Authenticated encryption with ALE (simplified).

4.1 Description of ALE

For the sake of simplicity, we will consider ALE without associated data, and we only consider blocks of 16 bytes for the plaintext (to ignore the padding). ALE maintains a state composed of an internal state and an internal key, and operates with 3 steps (cf Fig. 9). As for mixFeed, the internal key is updated with iterative applications of a permutation P corresponding to AES key schedule rounds. In the case of ALE, P corresponds to 5 rounds of key schedule rather than 11, but we have again many short cycles because 5 is also an odd number.

Initialization. The state is initialized from the key K and a nonce N, using a session key \(\widetilde{Z} = E_{K}(N)\). The internal state is initialized to \(IV = E_{\widetilde{Z}}(E_K(0))\), and the internal key is initialized to \(P_{10}(Z)\), where \(P_{10}\) correspond to 11 rounds of AES key schedule.

Message processing phase. For each block of message, the internal state is encrypted with 4-round AES, and the internal key is updated by five rounds of AES key schedule. During the encryption, four bytes are leaked in each AES round according to the LEX specification (bytes 0, 2, 8, 10 for odd rounds, and bytes 4, 6, 12 and 14 for even rounds), and used as keystream to encrypt the message. Then the message block is xored to the current internal state, following the Pelican-MAC construction.

Finalization. Finally, the internal state is encrypted with the full AES using the master key K to generate the tag T.

Rekeying. The designers of ALE require that the master key is changed after processing \(2^{48}\) bits (i.e. \(2^{41}\) blocks).

Previous results.
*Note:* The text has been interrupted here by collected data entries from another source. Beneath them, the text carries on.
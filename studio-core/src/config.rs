//! Session configuration.

use serde::{Deserialize, Serialize};

use crate::engine::DEFAULT_HISTORY_LIMIT;
use crate::enforcer::BrandingConfig;
use crate::i18n::Language;

/// Document units per inch for new documents.
pub const UNITS_PER_INCH: f64 = 300.0;

/// Default import size limit (50 MiB).
pub const DEFAULT_MAX_IMPORT_BYTES: usize = 50 * 1024 * 1024;

/// Canvas size of newly created documents.
#[derive(Debug, Clone, Copy, PartialEq, Serialize, Deserialize)]
pub struct CanvasSize {
    /// Width in document units.
    pub width: f64,
    /// Height in document units.
    pub height: f64,
}

impl CanvasSize {
    /// A size given in inches.
    #[must_use]
    pub fn from_inches(width: f64, height: f64) -> Self {
        Self {
            width: width * UNITS_PER_INCH,
            height: height * UNITS_PER_INCH,
        }
    }
}

impl Default for CanvasSize {
    /// US Letter.
    fn default() -> Self {
        Self::from_inches(8.5, 11.0)
    }
}

/// Configuration of a [`Session`](crate::Session).
#[derive(Debug, Clone, PartialEq, Serialize, Deserialize)]
#[serde(default)]
pub struct SessionConfig {
    /// Size of documents created from scratch.
    pub canvas: CanvasSize,
    /// The protected watermark.
    pub branding: BrandingConfig,
    /// Language used until one is selected or restored.
    pub default_language: Language,
    /// Undo snapshots kept by the engine.
    pub history_limit: usize,
    /// Largest file accepted by the import pipeline.
    pub max_import_bytes: usize,
}

impl Default for SessionConfig {
    fn default() -> Self {
        Self {
            canvas: CanvasSize::default(),
            branding: BrandingConfig::default(),
            default_language: Language::En,
            history_limit: DEFAULT_HISTORY_LIMIT,
            max_import_bytes: DEFAULT_MAX_IMPORT_BYTES,
        }
    }
}

#[cfg(test)]
mod tests {
    use super::*;

    #[test]
    fn test_default_canvas_is_letter_at_300() {
        let size = CanvasSize::default();
        assert!((size.width - 2550.0).abs() < f64::EPSILON);
        assert!((size.height - 3300.0).abs() < f64::EPSILON);
    }

    #[test]
    fn test_partial_config_fills_defaults() {
        let config: SessionConfig =
            serde_json::from_str(r#"{"default_language": "fr", "branding": {"text": "Hi"}}"#)
                .expect("parse");
        assert_eq!(config.default_language, Language::Fr);
        assert_eq!(config.branding.text, "Hi");
        assert!((config.branding.font_size - 32.0).abs() < f64::EPSILON);
        assert_eq!(config.history_limit, DEFAULT_HISTORY_LIMIT);
    }
}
ALE was designed to thwart attacks against LEX [11, 20] that use a pair of partially-colliding internal states to recover the key. Indeed, each AES call uses a different key, which prevents those attacks. Other attacks have been proposed against LEX, based on differential trails between two message injections [30, 34]. We compare the previous attacks in Table 1. To make the results comparable, we assume that attacks with a low success rate are repeated until they succeed. For attacks using more than \(2^{41}\) blocks of data, the master key will be rotated.

4.2 Internal Key Recovery

We describe a new attack against ALE, based on previous analysis of LEX. The key update of ALE was supposed to avoid these attacks, but since the update function has small cycles, there is a large probability that the key state is repeated, which makes the attack possible.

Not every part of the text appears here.